__The task__. Read the records below and report each line in which "Backend" occurs.

Segment Open

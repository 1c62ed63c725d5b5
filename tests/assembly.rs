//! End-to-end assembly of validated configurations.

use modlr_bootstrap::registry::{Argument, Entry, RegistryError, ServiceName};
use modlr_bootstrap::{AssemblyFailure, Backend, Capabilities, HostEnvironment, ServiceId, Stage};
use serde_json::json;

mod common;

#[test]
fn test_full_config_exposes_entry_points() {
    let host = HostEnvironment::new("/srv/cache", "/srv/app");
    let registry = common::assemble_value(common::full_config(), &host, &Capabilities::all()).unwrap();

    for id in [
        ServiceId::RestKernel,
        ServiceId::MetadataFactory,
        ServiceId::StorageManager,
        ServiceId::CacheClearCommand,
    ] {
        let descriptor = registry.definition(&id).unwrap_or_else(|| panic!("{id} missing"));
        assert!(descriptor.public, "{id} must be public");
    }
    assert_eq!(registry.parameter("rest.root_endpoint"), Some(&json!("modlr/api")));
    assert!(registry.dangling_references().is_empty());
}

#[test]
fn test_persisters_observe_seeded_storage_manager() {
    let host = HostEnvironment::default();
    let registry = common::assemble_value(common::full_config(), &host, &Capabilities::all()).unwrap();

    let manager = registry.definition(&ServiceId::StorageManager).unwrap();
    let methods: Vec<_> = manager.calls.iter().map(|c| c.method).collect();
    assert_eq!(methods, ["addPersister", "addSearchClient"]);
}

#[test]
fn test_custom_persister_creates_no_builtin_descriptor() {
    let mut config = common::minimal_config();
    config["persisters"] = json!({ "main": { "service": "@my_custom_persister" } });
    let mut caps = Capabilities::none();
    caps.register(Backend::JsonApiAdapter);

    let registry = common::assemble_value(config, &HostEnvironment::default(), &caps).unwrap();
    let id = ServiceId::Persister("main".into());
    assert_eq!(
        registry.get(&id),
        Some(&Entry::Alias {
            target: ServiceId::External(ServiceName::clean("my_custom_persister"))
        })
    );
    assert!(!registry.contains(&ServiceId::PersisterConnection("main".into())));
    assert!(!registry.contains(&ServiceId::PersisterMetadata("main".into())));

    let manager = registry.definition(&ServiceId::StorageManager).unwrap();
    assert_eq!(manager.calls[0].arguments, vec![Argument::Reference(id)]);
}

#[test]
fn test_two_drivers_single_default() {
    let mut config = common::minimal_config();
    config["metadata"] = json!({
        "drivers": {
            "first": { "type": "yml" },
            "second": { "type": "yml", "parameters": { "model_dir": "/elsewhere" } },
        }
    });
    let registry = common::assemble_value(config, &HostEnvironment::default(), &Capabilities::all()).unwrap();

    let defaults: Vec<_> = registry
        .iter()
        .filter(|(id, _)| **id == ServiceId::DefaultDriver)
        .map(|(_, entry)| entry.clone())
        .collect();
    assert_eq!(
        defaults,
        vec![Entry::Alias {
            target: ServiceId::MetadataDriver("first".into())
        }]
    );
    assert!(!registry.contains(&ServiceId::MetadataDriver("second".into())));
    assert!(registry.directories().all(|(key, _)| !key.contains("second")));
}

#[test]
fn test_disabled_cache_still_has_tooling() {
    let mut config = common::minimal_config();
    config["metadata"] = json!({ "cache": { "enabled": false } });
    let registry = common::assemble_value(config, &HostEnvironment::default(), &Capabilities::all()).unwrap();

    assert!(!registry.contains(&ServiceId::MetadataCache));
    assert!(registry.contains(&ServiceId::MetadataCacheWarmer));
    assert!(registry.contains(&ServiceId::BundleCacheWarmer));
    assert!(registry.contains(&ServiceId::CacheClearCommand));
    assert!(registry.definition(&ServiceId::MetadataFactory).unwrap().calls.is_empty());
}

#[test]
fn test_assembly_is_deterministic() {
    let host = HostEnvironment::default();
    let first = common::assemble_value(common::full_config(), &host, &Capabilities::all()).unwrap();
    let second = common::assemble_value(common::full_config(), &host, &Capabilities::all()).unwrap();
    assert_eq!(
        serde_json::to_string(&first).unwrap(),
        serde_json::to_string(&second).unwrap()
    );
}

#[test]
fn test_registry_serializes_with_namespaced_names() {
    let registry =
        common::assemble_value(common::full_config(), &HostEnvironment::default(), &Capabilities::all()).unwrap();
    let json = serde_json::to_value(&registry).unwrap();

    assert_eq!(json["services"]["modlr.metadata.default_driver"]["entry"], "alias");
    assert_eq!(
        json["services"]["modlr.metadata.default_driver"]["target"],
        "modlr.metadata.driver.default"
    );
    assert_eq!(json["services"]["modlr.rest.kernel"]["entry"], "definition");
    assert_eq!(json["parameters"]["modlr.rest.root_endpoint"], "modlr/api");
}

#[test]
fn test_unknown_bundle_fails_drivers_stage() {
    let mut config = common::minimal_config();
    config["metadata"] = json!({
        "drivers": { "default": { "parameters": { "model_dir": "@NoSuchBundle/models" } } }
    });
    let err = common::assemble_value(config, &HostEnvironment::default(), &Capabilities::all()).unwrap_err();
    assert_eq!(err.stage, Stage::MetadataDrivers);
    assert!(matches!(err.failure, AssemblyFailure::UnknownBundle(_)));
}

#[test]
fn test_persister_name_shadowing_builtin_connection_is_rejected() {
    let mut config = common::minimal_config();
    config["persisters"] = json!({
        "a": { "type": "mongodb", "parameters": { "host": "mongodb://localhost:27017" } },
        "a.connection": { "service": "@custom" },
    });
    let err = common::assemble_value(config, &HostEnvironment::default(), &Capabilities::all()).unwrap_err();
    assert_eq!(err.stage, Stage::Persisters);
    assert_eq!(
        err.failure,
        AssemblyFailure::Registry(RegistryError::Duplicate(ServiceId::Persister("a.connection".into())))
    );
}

Segment Closed

__Solution for this exercise__.
use modlr_bootstrap::{AssemblyFailure, Backend, Capabilities, HostEnvironment, ServiceId, Stage};
    caps.register(Backend::JsonApiAdapter);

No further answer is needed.